We’ll file this story in the ‘it’s easier to know what you should do, than to do what you should do’ case studies folder. After a very successful trip to Wharton for their visit day, I’ve been sitting on about $170 of expenses that I can get reimbursed. Clearly I went home and mailed the forms within a week of my visit, right? Totally wrong. I was supposed to submit the form within 30 days of the visit, and it's now exactly 29 days past. I just mailed the damn reimbursement. Frankly, I think this is a pretty good illustration of how our brains code gains and losses.
So, $170 is enough money that even if forms are a pain to fill out and take 20 minutes, I would effectively be making $360/hour by filling them out. So it's not a miniscule or insignificant amount. On the surface, I'm owed $170, but in reality it feels pretty different from a situation where, say, a friend borrowed 170 bucks from me. I've already paid for the Amtrak tickets and meals during the visit, so it's a choice about whether I want to earn $170 through 20 minutes of work, or not. It's largely accepted that most humans code gains and losses differently -- as great as winning $100 is, losing $100 feels way worse in magnitude than the greatness of winning that same amount feels. So whereas getting reimbursed is the choice between losing $170 and losing nothing, it truly feels like I'm choosing between gaining nothing and gaining $170.
Damn you brain, your framing makes me even more lazy than usual! The framing example below is one of my favorites (take a look and see if your brain falls for the framing):
Imagine that the U.S. is preparing for the outbreak of an unusual Asian disease, which is expected to kill 600 people. Two alternative programs to combat the disease have been proposed. Assume the exact scientific estimate of the consequences of the programs are as follows
Which of these two scenarios would you pick?
- Program A: "200 people will be saved"
- Program B: "there is a one-third probability that 600 people will be saved, and a two-thirds probability that no people will be saved
- Program C: "400 people will die"
- Program D: "there is a one-third probability that nobody will die, and a two-third probability that 600 people will die"
I also want to add a quick update on my cellular situation: when we last saw our intrepid hero (me!) I had switched to a Verizon MVNO -- essentially a company that sells access to Verizon's data and wireless at wholesale prices. (You can see more in my original post: http://www.iamdinarik.blogspot.com/2013/03/fighting-good-fight-cell-phone-contracts.html)
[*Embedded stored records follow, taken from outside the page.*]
// SPDX-License-Identifier: Apache-2.0

//! Quine-McCluskey two-level minimization.
//!
//! Prime implicants are generated by repeated pairwise merging of cubes that
//! differ in exactly one cared-about bit. The cover is then chosen by taking
//! essential primes whenever one exists and falling back to a greedy pick
//! (most uncovered minterms, then fewest literals) otherwise. The greedy step
//! means the cover is not guaranteed minimal; callers rely on its exact
//! choices, so it should not be replaced with an exact solver.

use std::collections::{BTreeMap, BTreeSet, HashSet};

use crate::truth_table::TruthTable;

/// A cube over `num_inputs` variables. A set bit in `mask` means "don't care
/// about this position"; `value` is zero at every masked position.
#[derive(Debug, Clone, PartialEq, Eq)]
pub struct Implicant {
    pub value: u32,
    pub mask: u32,
    pub num_inputs: usize,
    /// Minterms (not don't-cares) this cube covers.
    pub covered: BTreeSet<u32>,
    pub literal_count: usize,
}

impl Implicant {
    fn from_assignment(assignment: u32, num_inputs: usize, is_minterm: bool) -> Self {
        let mut covered = BTreeSet::new();
        if is_minterm {
            covered.insert(assignment);
        }
        Implicant {
            value: assignment,
            mask: 0,
            num_inputs,
            covered,
            literal_count: num_inputs,
        }
    }

    pub fn covers(&self, assignment: u32) -> bool {
        assignment & !self.mask == self.value
    }

    /// `(input index, polarity)` for every cared-about position, ascending.
    /// Polarity `true` means the input appears uncomplemented.
    pub fn literals(&self) -> Vec<(usize, bool)> {
        (0..self.num_inputs)
            .filter(|i| (self.mask >> i) & 1 == 0)
            .map(|i| (i, (self.value >> i) & 1 == 1))
            .collect()
    }

    fn ones(&self) -> u32 {
        (self.value & !self.mask).count_ones()
    }

    /// Returns the merged cube if `self` and `other` differ in exactly one
    /// cared-about bit.
    fn merge(&self, other: &Implicant) -> Option<Implicant> {
        if self.mask != other.mask {
            return None;
        }
        let diff = (self.value ^ other.value) & !self.mask;
        if diff.count_ones() != 1 {
            return None;
        }
        let mask = self.mask | diff;
        Some(Implicant {
            value: self.value & !mask,
            mask,
            num_inputs: self.num_inputs,
            covered: self.covered.union(&other.covered).copied().collect(),
            literal_count: self.num_inputs - mask.count_ones() as usize,
        })
    }
}

impl std::fmt::Display for Implicant {
    /// Cube notation, most significant input first, e.g. `1-0`.
    fn fmt(&self, f: &mut std::fmt::Formatter<'_>) -> std::fmt::Result {
        for i in (0..self.num_inputs).rev() {
            let c = if (self.mask >> i) & 1 == 1 {
                '-'
            } else if (self.value >> i) & 1 == 1 {
                '1'
            } else {
                '0'
            };
            write!(f, "{}", c)?;
        }
        Ok(())
    }
}

#[derive(Debug, Clone, PartialEq, Eq)]
pub struct MinimizedFunction {
    pub num_inputs: usize,
    /// The chosen cover. Empty means constant 0.
    pub implicants: Vec<Implicant>,
    pub original_minterm_count: usize,
}

impl MinimizedFunction {
    pub fn evaluate(&self, assignment: u32) -> bool {
        self.implicants.iter().any(|imp| imp.covers(assignment))
    }

    pub fn total_literals(&self) -> usize {
        self.implicants.iter().map(|imp| imp.literal_count).sum()
    }
}

#[derive(Debug, PartialEq, Eq)]
pub enum MinimizeError {
    /// The merge phase ran past the configured comparison budget.
    BudgetExhausted { steps: usize },
    /// Some minterms are covered by no prime implicant. Indicates a bug in
    /// prime generation rather than a property of the input.
    IncompleteCover { uncovered: Vec<u32> },
}

impl std::fmt::Display for MinimizeError {
    fn fmt(&self, f: &mut std::fmt::Formatter<'_>) -> std::fmt::Result {
        match self {
            MinimizeError::BudgetExhausted { steps } => {
                write!(f, "merge budget exhausted after {} comparisons", steps)
            }
            MinimizeError::IncompleteCover { uncovered } => write!(
                f,
                "prime implicants do not cover minterms {:?}",
                uncovered
            ),
        }
    }
}

impl std::error::Error for MinimizeError {}

pub fn quine_mccluskey(table: &TruthTable) -> Result<MinimizedFunction, MinimizeError> {
    quine_mccluskey_with_budget(table, None)
}

/// As `quine_mccluskey`, but gives up with `BudgetExhausted` once more than
/// `max_merge_steps` pairwise merge attempts have been made.
pub fn quine_mccluskey_with_budget(
    table: &TruthTable,
    max_merge_steps: Option<usize>,
) -> Result<MinimizedFunction, MinimizeError> {
    let primes = prime_implicants(table, max_merge_steps)?;
    let implicants = select_cover(&table.minterms, primes)?;
    log::trace!(
        "quine_mccluskey; {} minterms over {} inputs -> {} implicants",
        table.minterms.len(),
        table.num_inputs,
        implicants.len()
    );
    Ok(MinimizedFunction {
        num_inputs: table.num_inputs,
        implicants,
        original_minterm_count: table.minterms.len(),
    })
}

fn prime_implicants(
    table: &TruthTable,
    max_merge_steps: Option<usize>,
) -> Result<Vec<Implicant>, MinimizeError> {
    let n = table.num_inputs;
    let minterm_set: HashSet<u32> = table.minterms.iter().copied().collect();
    let mut seeds: BTreeSet<u32> = minterm_set.iter().copied().collect();
    seeds.extend(table.dont_cares.iter().copied());
    let mut current: Vec<Implicant> = seeds
        .into_iter()
        .map(|a| Implicant::from_assignment(a, n, minterm_set.contains(&a)))
        .collect();

    let mut primes: Vec<Implicant> = Vec::new();
    let mut prime_keys: HashSet<(u32, u32)> = HashSet::new();
    let mut steps = 0usize;
    let mut round = 0usize;

    while !current.is_empty() {
        let mut groups: BTreeMap<u32, Vec<usize>> = BTreeMap::new();
        for (i, imp) in current.iter().enumerate() {
            groups.entry(imp.ones()).or_default().push(i);
        }

        let mut used = vec![false; current.len()];
        let mut next: Vec<Implicant> = Vec::new();
        let mut next_keys: HashSet<(u32, u32)> = HashSet::new();
        for (ones, lower) in groups.iter() {
            let Some(upper) = groups.get(&(ones + 1)) else {
                continue;
            };
            for &i in lower {
                for &j in upper {
                    steps += 1;
                    if let Some(limit) = max_merge_steps {
                        if steps > limit {
                            return Err(MinimizeError::BudgetExhausted { steps: limit });
                        }
                    }
                    if let Some(merged) = current[i].merge(&current[j]) {
                        used[i] = true;
                        used[j] = true;
                        if next_keys.insert((merged.value, merged.mask)) {
                            next.push(merged);
                        }
                    }
                }
            }
        }

        for (imp, was_used) in current.into_iter().zip(used) {
            if !was_used && prime_keys.insert((imp.value, imp.mask)) {
                primes.push(imp);
            }
        }
        log::trace!(
            "prime_implicants; round {} produced {} merged cubes, {} primes so far",
            round,
            next.len(),
            primes.len()
        );
        current = next;
        round += 1;
    }
    Ok(primes)
}

fn select_cover(minterms: &[u32], primes: Vec<Implicant>) -> Result<Vec<Implicant>, MinimizeError> {
    let mut uncovered: BTreeSet<u32> = minterms.iter().copied().collect();
    let mut chosen = vec![false; primes.len()];
    let mut order: Vec<usize> = Vec::new();

    while !uncovered.is_empty() {
        let mut essentials: BTreeSet<usize> = BTreeSet::new();
        let mut orphans: Vec<u32> = Vec::new();
        for &m in &uncovered {
            let mut coverers = primes
                .iter()
                .enumerate()
                .filter(|(i, p)| !chosen[*i] && p.covered.contains(&m))
                .map(|(i, _)| i);
            match (coverers.next(), coverers.next()) {
                (None, _) => orphans.push(m),
                (Some(only), None) => {
                    essentials.insert(only);
                }
                _ => {}
            }
        }
        if !orphans.is_empty() {
            return Err(MinimizeError::IncompleteCover { uncovered: orphans });
        }

        let picks: Vec<usize> = if essentials.is_empty() {
            // Greedy: most uncovered minterms, then fewest literals, then
            // earliest generated.
            let best = primes
                .iter()
                .enumerate()
                .filter(|(i, _)| !chosen[*i])
                .map(|(i, p)| (i, p.covered.intersection(&uncovered).count(), p.literal_count))
                .filter(|(_, gain, _)| *gain > 0)
                .min_by(|a, b| b.1.cmp(&a.1).then(a.2.cmp(&b.2)).then(a.0.cmp(&b.0)));
            match best {
                Some((i, _, _)) => vec![i],
                None => {
                    return Err(MinimizeError::IncompleteCover {
                        uncovered: uncovered.into_iter().collect(),
                    })
                }
            }
        } else {
            essentials.into_iter().collect()
        };

        for i in picks {
            chosen[i] = true;
            order.push(i);
            for m in &primes[i].covered {
                uncovered.remove(m);
            }
        }
    }

    let mut primes: Vec<Option<Implicant>> = primes.into_iter().map(Some).collect();
    Ok(order.into_iter().filter_map(|i| primes[i].take()).collect())
}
Well, I've happily settled on a slightly more expensive plan ($30/month, no contract) that gives me 1200 minutes, 3000 texts, and 250 MBs of data. The text & minute limits are rad -- I can't see myself ever going over them (provided I don't suddenly become super popular, but I think I'm safe from that). I've found that for me, 250 MBs for data is plenty -- I spend a lot of time at home where I can use wifi, or in public places with free wifi, and checking email and facebook whenever I'm not in one of those places, or using my googlemaps app to map out a walk whenever I want, is so far taking up less data than I have. Hooray! My early termination bill from Verizon was definitely painful, but my phone and I are now very happy. As a bonus, I've found that the act of having to push the 'turn on cellular data' button is enough to keep me from mindlessly and obsessively checking facebook 15+ times a day on my phone. Now I check less than 10 times a day ... usually. ;)
How crazy is framing? Have you ever turned down free money and not filed an expense report (I'll plead the 5th)? As always, if you have any questions about escaping an expensive phone plan, I'm happy to help if I can!